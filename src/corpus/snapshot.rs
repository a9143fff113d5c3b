//! CorpusSnapshot - immutable point-in-time view of the corpus
//!
//! - Tagged with exactly one version
//! - Never mutated once issued; a new version is a new snapshot
//! - Records are shared across snapshots by `Arc`, so producing the next
//!   version only copies pointers
//!
//! Each snapshot carries a pre-filter index (nationwide schemes plus schemes
//! keyed by state) and a quarantine list of records that failed validation
//! or whose stored hash disagrees with their content. Quarantined records
//! stay visible to sync and diffing but are skipped by matching.

use std::collections::{BTreeMap, BTreeSet};
use std::sync::Arc;

use super::delta::DeltaOp;
use super::version::CorpusVersion;
use crate::scheme::{ContentHash, Scheme, SchemeValidator};

/// Immutable mapping from scheme id to scheme, tagged with a version.
#[derive(Debug, Clone)]
pub struct CorpusSnapshot {
    version: CorpusVersion,
    schemes: BTreeMap<String, Arc<Scheme>>,
    index: PrefilterIndex,
    quarantined: BTreeMap<String, String>,
}

/// Cheap indexed lookup used before full predicate evaluation.
#[derive(Debug, Clone, Default)]
struct PrefilterIndex {
    /// Schemes that apply regardless of the profile's state.
    nationwide: BTreeSet<String>,
    /// Lowercased state name to scheme ids restricted to that state.
    by_state: BTreeMap<String, BTreeSet<String>>,
}

impl PrefilterIndex {
    fn build(schemes: &BTreeMap<String, Arc<Scheme>>) -> Self {
        let mut index = PrefilterIndex::default();
        for (id, scheme) in schemes {
            match scheme.state() {
                None => {
                    index.nationwide.insert(id.clone());
                }
                Some(state) => {
                    index
                        .by_state
                        .entry(normalize_state(state))
                        .or_default()
                        .insert(id.clone());
                }
            }
        }
        index
    }
}

fn normalize_state(state: &str) -> String {
    state.trim().to_lowercase()
}

impl CorpusSnapshot {
    /// The empty corpus at version 0.
    pub fn empty() -> Self {
        Self {
            version: CorpusVersion::ZERO,
            schemes: BTreeMap::new(),
            index: PrefilterIndex::default(),
            quarantined: BTreeMap::new(),
        }
    }

    /// Builds a snapshot from records. Invalid records are quarantined.
    pub fn from_schemes<I>(version: CorpusVersion, schemes: I) -> Self
    where
        I: IntoIterator<Item = Scheme>,
    {
        let schemes = schemes
            .into_iter()
            .map(|s| (s.id().to_string(), Arc::new(s)))
            .collect();
        Self::assemble(version, schemes, BTreeMap::new())
    }

    /// Builds a snapshot from persisted records carrying their stored hash.
    ///
    /// A record whose stored hash disagrees with its recomputed hash is kept
    /// but quarantined.
    pub fn from_stored<I>(version: CorpusVersion, records: I) -> Self
    where
        I: IntoIterator<Item = (Scheme, ContentHash)>,
    {
        let mut schemes = BTreeMap::new();
        let mut quarantined = BTreeMap::new();
        for (scheme, stored_hash) in records {
            if scheme.content_hash() != stored_hash {
                quarantined.insert(
                    scheme.id().to_string(),
                    format!(
                        "stored hash {} does not match content hash {}",
                        stored_hash,
                        scheme.content_hash()
                    ),
                );
            }
            schemes.insert(scheme.id().to_string(), Arc::new(scheme));
        }
        Self::assemble(version, schemes, quarantined)
    }

    fn assemble(
        version: CorpusVersion,
        schemes: BTreeMap<String, Arc<Scheme>>,
        mut quarantined: BTreeMap<String, String>,
    ) -> Self {
        for (id, scheme) in &schemes {
            if quarantined.contains_key(id) {
                continue;
            }
            if let Err(e) = SchemeValidator::validate(scheme) {
                quarantined.insert(id.clone(), e.to_string());
            }
        }
        let index = PrefilterIndex::build(&schemes);
        Self {
            version,
            schemes,
            index,
            quarantined,
        }
    }

    /// Produces the snapshot that results from applying effective operations.
    ///
    /// Operations must already be validated and reduced to real changes.
    pub(crate) fn apply_ops(&self, version: CorpusVersion, ops: &[DeltaOp]) -> Self {
        let mut schemes = self.schemes.clone();
        let mut quarantined = self.quarantined.clone();
        for op in ops {
            quarantined.remove(op.scheme_id());
            match op {
                DeltaOp::Add { scheme } | DeltaOp::Update { scheme } => {
                    schemes.insert(scheme.id().to_string(), Arc::new(scheme.clone()));
                }
                DeltaOp::Remove { scheme_id, .. } => {
                    schemes.remove(scheme_id);
                }
            }
        }
        Self::assemble(version, schemes, quarantined)
    }

    pub fn version(&self) -> CorpusVersion {
        self.version
    }

    pub fn get(&self, id: &str) -> Option<&Arc<Scheme>> {
        self.schemes.get(id)
    }

    pub fn contains(&self, id: &str) -> bool {
        self.schemes.contains_key(id)
    }

    /// Stored hash for an id, if present.
    pub fn content_hash(&self, id: &str) -> Option<ContentHash> {
        self.schemes.get(id).map(|s| s.content_hash())
    }

    /// All records in id order.
    pub fn iter(&self) -> impl Iterator<Item = &Arc<Scheme>> {
        self.schemes.values()
    }

    pub fn ids(&self) -> impl Iterator<Item = &str> {
        self.schemes.keys().map(String::as_str)
    }

    pub fn len(&self) -> usize {
        self.schemes.len()
    }

    pub fn is_empty(&self) -> bool {
        self.schemes.is_empty()
    }

    /// Why a record is excluded from matching, if it is.
    pub fn quarantine_reason(&self, id: &str) -> Option<&str> {
        self.quarantined.get(id).map(String::as_str)
    }

    pub fn quarantined(&self) -> impl Iterator<Item = (&str, &str)> {
        self.quarantined
            .iter()
            .map(|(id, reason)| (id.as_str(), reason.as_str()))
    }

    /// Distinct categories present, sorted.
    pub fn categories(&self) -> BTreeSet<&str> {
        self.schemes.values().map(|s| s.category()).collect()
    }

    /// Candidate ids for a profile's state, in id order.
    ///
    /// Returns nationwide schemes plus schemes restricted to `state`.
    pub fn candidate_ids(&self, state: &str) -> Vec<&str> {
        let local = self.index.by_state.get(&normalize_state(state));
        let mut ids: Vec<&str> = self
            .index
            .nationwide
            .iter()
            .chain(local.into_iter().flatten())
            .map(String::as_str)
            .collect();
        ids.sort_unstable();
        ids
    }

    /// Operations that transform `older` into this snapshot.
    ///
    /// Adds and updates carry the current payload; removals carry the hash
    /// of the record being removed. Ordered by scheme id.
    pub fn diff_from(&self, older: &CorpusSnapshot) -> Vec<DeltaOp> {
        let mut ops = Vec::new();
        let ids: BTreeSet<&String> = self.schemes.keys().chain(older.schemes.keys()).collect();
        for id in ids {
            match (older.schemes.get(id), self.schemes.get(id)) {
                (None, Some(new)) => ops.push(DeltaOp::Add {
                    scheme: new.as_ref().clone(),
                }),
                (Some(old), Some(new)) if old.content_hash() != new.content_hash() => {
                    ops.push(DeltaOp::Update {
                        scheme: new.as_ref().clone(),
                    })
                }
                (Some(old), None) => ops.push(DeltaOp::Remove {
                    scheme_id: id.clone(),
                    content_hash: Some(old.content_hash()),
                }),
                _ => {}
            }
        }
        ops
    }
}
//! On-disk corpus layout
//!
//! ```text
//! <data_dir>/corpus/
//!   records.json   full corpus at the table version
//!   changes.log    framed, append-only, one frame per applied delta
//! ```
//!
//! Apply order is: append frame (fsync), publish in memory, rewrite table.
//! On open the table is loaded and every log frame newer than the table
//! version is handed back for replay.

use std::path::{Path, PathBuf};

use tracing::warn;

use crate::observability::Event;

use super::errors::{ChangeLogError, ChangeLogResult};
use super::reader::ChangeLogReader;
use super::record::ChangeLogRecord;
use super::table::RecordTable;
use super::writer::ChangeLogWriter;

const CORPUS_DIR: &str = "corpus";
const TABLE_FILE: &str = "records.json";
const LOG_FILE: &str = "changes.log";

/// State recovered from disk on open.
#[derive(Debug)]
pub struct RecoveredCorpus {
    pub table: RecordTable,
    /// Log records newer than the table, in version order.
    pub tail: Vec<ChangeLogRecord>,
    /// A partial frame was found and truncated.
    pub torn_tail: bool,
}

impl RecoveredCorpus {
    /// Version the corpus will have once the tail is replayed.
    pub fn version(&self) -> u64 {
        self.tail
            .last()
            .map(|r| r.version)
            .unwrap_or(self.table.version)
    }
}

/// Persistence handle owned by the corpus writer.
pub struct CorpusStore {
    dir: PathBuf,
    writer: ChangeLogWriter,
}

impl CorpusStore {
    /// Opens (or creates) `<data_dir>/corpus` and recovers its contents.
    pub fn open(data_dir: &Path) -> ChangeLogResult<(Self, RecoveredCorpus)> {
        let dir = data_dir.join(CORPUS_DIR);
        let table = RecordTable::load(&dir.join(TABLE_FILE))?;
        let log_path = dir.join(LOG_FILE);
        let scan = ChangeLogReader::scan(&log_path)?;

        if scan.torn_tail {
            warn!(
                event = Event::ChangeLogTornTail.as_str(),
                valid_len = scan.valid_len,
                "truncating partial change log frame"
            );
        }

        let tail: Vec<ChangeLogRecord> = scan
            .records
            .into_iter()
            .filter(|r| r.version > table.version)
            .collect();
        if let Some(first) = tail.first() {
            if first.version != table.version + 1 {
                return Err(ChangeLogError::NonSequential {
                    expected: table.version + 1,
                    found: first.version,
                });
            }
        }

        let writer = ChangeLogWriter::open(&log_path, scan.valid_len)?;
        Ok((
            Self { dir, writer },
            RecoveredCorpus {
                table,
                tail,
                torn_tail: scan.torn_tail,
            },
        ))
    }

    pub fn dir(&self) -> &Path {
        &self.dir
    }

    /// Appends one applied delta and fsyncs.
    pub fn append(&mut self, record: &ChangeLogRecord) -> ChangeLogResult<()> {
        self.writer.append(record)
    }

    /// Replaces the record table atomically.
    pub fn write_table(&self, table: &RecordTable) -> ChangeLogResult<()> {
        table.write_atomic(&self.dir.join(TABLE_FILE))
    }
}

#[cfg(test)]
mod tests {
    use super::*;
    use crate::corpus::DeltaOp;
    use crate::scheme::{Scheme, SchemeContent, SchemeLevel};
    use tempfile::TempDir;

    fn add(version: u64, id: &str) -> ChangeLogRecord {
        ChangeLogRecord::new(
            version,
            vec![DeltaOp::Add {
                scheme: Scheme::new(id, SchemeContent::new("pension", SchemeLevel::Central)),
            }],
        )
    }

    #[test]
    fn test_fresh_directory() {
        let tmp = TempDir::new().unwrap();
        let (store, recovered) = CorpusStore::open(tmp.path()).unwrap();
        assert_eq!(recovered.version(), 0);
        assert!(recovered.tail.is_empty());
        assert!(store.dir().ends_with("corpus"));
    }

    #[test]
    fn test_tail_excludes_versions_in_table() {
        let tmp = TempDir::new().unwrap();
        {
            let (mut store, _) = CorpusStore::open(tmp.path()).unwrap();
            store.append(&add(1, "A")).unwrap();
            store.append(&add(2, "B")).unwrap();
            let mut table = RecordTable::new(1);
            table.insert(Scheme::new(
                "A",
                SchemeContent::new("pension", SchemeLevel::Central),
            ));
            store.write_table(&table).unwrap();
        }

        let (_, recovered) = CorpusStore::open(tmp.path()).unwrap();
        assert_eq!(recovered.table.version, 1);
        assert_eq!(recovered.tail.len(), 1);
        assert_eq!(recovered.tail[0].version, 2);
        assert_eq!(recovered.version(), 2);
    }
}
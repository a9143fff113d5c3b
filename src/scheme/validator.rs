//! Scheme validator
//!
//! Validation rules:
//! - id and category are non-empty
//! - state/district level schemes name a state; central schemes do not
//! - every criterion name is non-empty
//! - predicate kind matches the attribute kind
//! - range predicates carry at least one finite bound and min <= max
//! - set predicates are non-empty and contain no blank values
//!
//! Validation is deterministic, does not mutate the scheme, and stops at the
//! first violation.

use crate::profile::format_number;

use super::criteria::{Criterion, Predicate};
use super::errors::{SchemeError, SchemeErrorCode, SchemeResult, ValidationDetails};
use super::types::{Scheme, SchemeLevel};

/// Stateless validator for scheme records.
pub struct SchemeValidator;

impl SchemeValidator {
    /// Validates one scheme record.
    ///
    /// # Errors
    ///
    /// Returns `SchemeError` naming the first offending field.
    pub fn validate(scheme: &Scheme) -> SchemeResult<()> {
        let id = scheme.id();
        if id.trim().is_empty() {
            return Err(SchemeError::invalid_field(
                id,
                ValidationDetails::missing_field("id"),
            ));
        }

        if scheme.category().trim().is_empty() {
            return Err(SchemeError::invalid_field(
                id,
                ValidationDetails::missing_field("category"),
            ));
        }

        match (scheme.level(), scheme.state()) {
            (SchemeLevel::Central, Some(state)) => {
                return Err(SchemeError::invalid_field(
                    id,
                    ValidationDetails::new("state", "absent for central schemes", state),
                ));
            }
            (SchemeLevel::State | SchemeLevel::District, None) => {
                return Err(SchemeError::invalid_field(
                    id,
                    ValidationDetails::missing_field("state"),
                ));
            }
            (SchemeLevel::State | SchemeLevel::District, Some(state))
                if state.trim().is_empty() =>
            {
                return Err(SchemeError::invalid_field(
                    id,
                    ValidationDetails::missing_field("state"),
                ));
            }
            _ => {}
        }

        for (name, criterion) in scheme.criteria().iter() {
            Self::validate_criterion(id, name, criterion)?;
        }

        Ok(())
    }

    fn validate_criterion(scheme_id: &str, name: &str, criterion: &Criterion) -> SchemeResult<()> {
        if name.trim().is_empty() {
            return Err(SchemeError::invalid_field(
                scheme_id,
                ValidationDetails::missing_field("criteria.<name>"),
            ));
        }

        let field = format!("criteria.{}", name);
        let attribute_kind = criterion.attribute.kind();
        if criterion.predicate.kind() != attribute_kind {
            return Err(SchemeError::new(
                SchemeErrorCode::KindMismatch,
                scheme_id,
                ValidationDetails::new(
                    field,
                    format!("{} predicate for '{}'", attribute_kind, criterion.attribute),
                    format!("{} predicate", criterion.predicate.kind()),
                ),
            ));
        }

        match &criterion.predicate {
            Predicate::Range { min, max } => {
                if min.is_none() && max.is_none() {
                    return Err(SchemeError::new(
                        SchemeErrorCode::InvalidRange,
                        scheme_id,
                        ValidationDetails::new(field, "at least one bound", "no bounds"),
                    ));
                }
                for (suffix, bound) in [("min", min), ("max", max)] {
                    if let Some(b) = bound {
                        if !b.is_finite() {
                            return Err(SchemeError::new(
                                SchemeErrorCode::InvalidRange,
                                scheme_id,
                                ValidationDetails::new(
                                    format!("{}.{}", field, suffix),
                                    "finite number",
                                    b.to_string(),
                                ),
                            ));
                        }
                    }
                }
                if let (Some(lo), Some(hi)) = (min, max) {
                    if lo > hi {
                        return Err(SchemeError::new(
                            SchemeErrorCode::InvalidRange,
                            scheme_id,
                            ValidationDetails::new(
                                field,
                                "min <= max",
                                format!("min {} > max {}", format_number(*lo), format_number(*hi)),
                            ),
                        ));
                    }
                }
            }
            Predicate::OneOf { values } => {
                if values.is_empty() {
                    return Err(SchemeError::new(
                        SchemeErrorCode::EmptySet,
                        scheme_id,
                        ValidationDetails::new(field, "at least one value", "empty set"),
                    ));
                }
                if values.iter().any(|v| v.trim().is_empty()) {
                    return Err(SchemeError::new(
                        SchemeErrorCode::EmptySet,
                        scheme_id,
                        ValidationDetails::new(field, "non-blank values", "blank value"),
                    ));
                }
            }
            Predicate::Flag { .. } => {}
        }

        Ok(())
    }
}
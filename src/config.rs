//! Configuration file
//!
//! JSON, every field optional. Unknown sections are rejected so a typo
//! does not silently fall back to a default.

use std::fs;
use std::path::{Path, PathBuf};

use serde::{Deserialize, Serialize};

use crate::cli::{CliError, CliResult};
use crate::corpus::DEFAULT_HISTORY_RETENTION;
use crate::matching::ScoringWeights;
use crate::notify::NotifyConfig;
use crate::observability::LoggingConfig;
use crate::sync::RetryPolicy;

/// `sync` section: retry policy plus where the resumption checkpoint lives.
#[derive(Debug, Clone, PartialEq, Default, Serialize, Deserialize)]
pub struct SyncConfig {
    #[serde(flatten)]
    pub retry: RetryPolicy,
    /// Relative paths resolve against `data_dir`.
    #[serde(default)]
    pub checkpoint_file: Option<PathBuf>,
}

#[derive(Debug, Clone, PartialEq, Serialize, Deserialize)]
#[serde(default, deny_unknown_fields)]
pub struct Config {
    pub data_dir: PathBuf,
    /// Snapshots retained for `changes --since`.
    pub history_retention: usize,
    pub scoring: ScoringWeights,
    pub sync: SyncConfig,
    pub notify: NotifyConfig,
    pub logging: LoggingConfig,
}

impl Default for Config {
    fn default() -> Self {
        Self {
            data_dir: PathBuf::from("./data"),
            history_retention: DEFAULT_HISTORY_RETENTION,
            scoring: ScoringWeights::default(),
            sync: SyncConfig::default(),
            notify: NotifyConfig::default(),
            logging: LoggingConfig::default(),
        }
    }
}

impl Config {
    /// Loads and validates a config file.
    pub fn load(path: &Path) -> CliResult<Self> {
        let content = fs::read_to_string(path).map_err(|e| {
            CliError::Config(format!("Failed to read config {}: {}", path.display(), e))
        })?;
        let config: Config = serde_json::from_str(&content)
            .map_err(|e| CliError::Config(format!("Invalid config JSON: {}", e)))?;
        config.validate()?;
        Ok(config)
    }

    pub fn validate(&self) -> CliResult<()> {
        if self.data_dir.as_os_str().is_empty() {
            return Err(CliError::Config("data_dir must not be empty".to_string()));
        }
        if self.history_retention == 0 {
            return Err(CliError::Config(
                "history_retention must be at least 1".to_string(),
            ));
        }
        self.scoring.validate().map_err(CliError::Config)?;
        self.sync.retry.validate().map_err(CliError::Config)?;
        self.notify
            .validate()
            .map_err(|e| CliError::Config(e.to_string()))?;
        self.logging.validate().map_err(CliError::Config)?;
        Ok(())
    }

    pub fn data_path(&self) -> &Path {
        &self.data_dir
    }

    /// Absolute-or-data-relative checkpoint path, if one is configured.
    pub fn checkpoint_path(&self) -> Option<PathBuf> {
        self.sync.checkpoint_file.as_ref().map(|p| {
            if p.is_absolute() {
                p.clone()
            } else {
                self.data_dir.join(p)
            }
        })
    }
}
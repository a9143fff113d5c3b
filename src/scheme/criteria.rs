//! Eligibility criteria
//!
//! A scheme's criteria are a mapping from criterion name to a typed
//! predicate over one profile attribute. Each predicate kind carries its own
//! evaluator:
//!
//! - `Range` - numeric bounds, inclusive on both ends, either end optional
//! - `OneOf` - set membership, case-insensitive
//! - `Flag` - boolean equality
//!
//! Mandatory criteria gate eligibility. Informative criteria never exclude a
//! scheme; they only contribute to ranking and explanation.

use std::collections::{BTreeMap, BTreeSet};

use serde::{Deserialize, Serialize};

use crate::profile::{format_number, Attribute, AttributeKind, AttributeValue, Profile};

/// A typed predicate over one attribute value.
#[derive(Debug, Clone, PartialEq, Serialize, Deserialize)]
#[serde(tag = "kind", rename_all = "snake_case")]
pub enum Predicate {
    Range {
        #[serde(default, skip_serializing_if = "Option::is_none")]
        min: Option<f64>,
        #[serde(default, skip_serializing_if = "Option::is_none")]
        max: Option<f64>,
    },
    OneOf {
        values: BTreeSet<String>,
    },
    Flag {
        expected: bool,
    },
}

impl Predicate {
    pub fn at_least(min: f64) -> Self {
        Predicate::Range {
            min: Some(min),
            max: None,
        }
    }

    pub fn at_most(max: f64) -> Self {
        Predicate::Range {
            min: None,
            max: Some(max),
        }
    }

    pub fn between(min: f64, max: f64) -> Self {
        Predicate::Range {
            min: Some(min),
            max: Some(max),
        }
    }

    pub fn one_of<I, S>(values: I) -> Self
    where
        I: IntoIterator<Item = S>,
        S: Into<String>,
    {
        Predicate::OneOf {
            values: values.into_iter().map(Into::into).collect(),
        }
    }

    pub fn flag(expected: bool) -> Self {
        Predicate::Flag { expected }
    }

    /// The attribute kind this predicate can be evaluated against.
    pub fn kind(&self) -> AttributeKind {
        match self {
            Predicate::Range { .. } => AttributeKind::Numeric,
            Predicate::OneOf { .. } => AttributeKind::Categorical,
            Predicate::Flag { .. } => AttributeKind::Flag,
        }
    }

    /// Tests a value. `None` when the value's kind does not fit the predicate.
    pub fn test(&self, value: &AttributeValue) -> Option<bool> {
        match (self, value) {
            (Predicate::Range { min, max }, AttributeValue::Number(n)) => {
                let above = min.map(|m| *n >= m).unwrap_or(true);
                let below = max.map(|m| *n <= m).unwrap_or(true);
                Some(above && below)
            }
            (Predicate::OneOf { values }, AttributeValue::Text(s)) => {
                Some(values.iter().any(|v| v.trim().eq_ignore_ascii_case(s.trim())))
            }
            (Predicate::Flag { expected }, AttributeValue::Flag(b)) => Some(expected == b),
            _ => None,
        }
    }

    /// Describes the requirement, e.g. "must be at least 60".
    pub fn describe(&self) -> String {
        match self {
            Predicate::Range {
                min: Some(lo),
                max: Some(hi),
            } => format!(
                "must be between {} and {}",
                format_number(*lo),
                format_number(*hi)
            ),
            Predicate::Range {
                min: Some(lo),
                max: None,
            } => format!("must be at least {}", format_number(*lo)),
            Predicate::Range {
                min: None,
                max: Some(hi),
            } => format!("must be at most {}", format_number(*hi)),
            Predicate::Range {
                min: None,
                max: None,
            } => "may be any value".to_string(),
            Predicate::OneOf { values } => {
                let list: Vec<&str> = values.iter().map(String::as_str).collect();
                if list.len() == 1 {
                    format!("must be {}", list[0])
                } else {
                    format!("must be one of {}", list.join(", "))
                }
            }
            Predicate::Flag { expected: true } => "must be yes".to_string(),
            Predicate::Flag { expected: false } => "must be no".to_string(),
        }
    }
}

/// Whether a criterion gates eligibility.
#[derive(Debug, Clone, Copy, PartialEq, Eq, Default, Serialize, Deserialize)]
#[serde(rename_all = "snake_case")]
pub enum Requirement {
    #[default]
    Mandatory,
    Informative,
}

/// Outcome of one criterion against one profile.
#[derive(Debug, Clone, Copy, PartialEq, Eq, Serialize)]
#[serde(rename_all = "snake_case")]
pub enum CriterionStatus {
    Met,
    Unmet,
    /// The profile does not carry the attribute. Never satisfies a criterion.
    Unknown,
}

impl CriterionStatus {
    pub fn is_met(&self) -> bool {
        matches!(self, CriterionStatus::Met)
    }
}

/// One named predicate over one attribute.
#[derive(Debug, Clone, PartialEq, Serialize, Deserialize)]
pub struct Criterion {
    pub attribute: Attribute,
    pub predicate: Predicate,
    #[serde(default)]
    pub requirement: Requirement,
}

impl Criterion {
    pub fn mandatory(attribute: Attribute, predicate: Predicate) -> Self {
        Self {
            attribute,
            predicate,
            requirement: Requirement::Mandatory,
        }
    }

    pub fn informative(attribute: Attribute, predicate: Predicate) -> Self {
        Self {
            attribute,
            predicate,
            requirement: Requirement::Informative,
        }
    }

    pub fn is_mandatory(&self) -> bool {
        self.requirement == Requirement::Mandatory
    }

    pub fn evaluate(&self, profile: &Profile) -> CriterionStatus {
        match profile.attribute(self.attribute) {
            None => CriterionStatus::Unknown,
            Some(value) => match self.predicate.test(&value) {
                Some(true) => CriterionStatus::Met,
                Some(false) => CriterionStatus::Unmet,
                None => CriterionStatus::Unknown,
            },
        }
    }
}

/// Named criteria of one scheme, iterated in name order.
#[derive(Debug, Clone, PartialEq, Default, Serialize, Deserialize)]
#[serde(transparent)]
pub struct EligibilityCriteria {
    criteria: BTreeMap<String, Criterion>,
}

impl EligibilityCriteria {
    pub fn new() -> Self {
        Self::default()
    }

    /// Adds a mandatory criterion named after its attribute.
    pub fn require(mut self, attribute: Attribute, predicate: Predicate) -> Self {
        self.criteria.insert(
            attribute.name().to_string(),
            Criterion::mandatory(attribute, predicate),
        );
        self
    }

    /// Adds an informative criterion named after its attribute.
    pub fn prefer(mut self, attribute: Attribute, predicate: Predicate) -> Self {
        self.criteria.insert(
            attribute.name().to_string(),
            Criterion::informative(attribute, predicate),
        );
        self
    }

    /// Inserts a criterion under an explicit name, replacing any previous one.
    pub fn insert(&mut self, name: impl Into<String>, criterion: Criterion) {
        self.criteria.insert(name.into(), criterion);
    }

    pub fn get(&self, name: &str) -> Option<&Criterion> {
        self.criteria.get(name)
    }

    pub fn iter(&self) -> impl Iterator<Item = (&str, &Criterion)> {
        self.criteria.iter().map(|(k, v)| (k.as_str(), v))
    }

    pub fn mandatory(&self) -> impl Iterator<Item = (&str, &Criterion)> {
        self.iter().filter(|(_, c)| c.is_mandatory())
    }

    pub fn informative(&self) -> impl Iterator<Item = (&str, &Criterion)> {
        self.iter().filter(|(_, c)| !c.is_mandatory())
    }

    pub fn len(&self) -> usize {
        self.criteria.len()
    }

    pub fn is_empty(&self) -> bool {
        self.criteria.is_empty()
    }
}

● Assigned task
Please go through the data above and copy every line that has the word "AttributeValue".

● Solution for this task
use crate::profile::{format_number, Attribute, AttributeKind, AttributeValue, Profile};
    pub fn test(&self, value: &AttributeValue) -> Option<bool> {
            (Predicate::Range { min, max }, AttributeValue::Number(n)) => {
            (Predicate::OneOf { values }, AttributeValue::Text(s)) => {
            (Predicate::Flag { expected }, AttributeValue::Flag(b)) => Some(expected == b),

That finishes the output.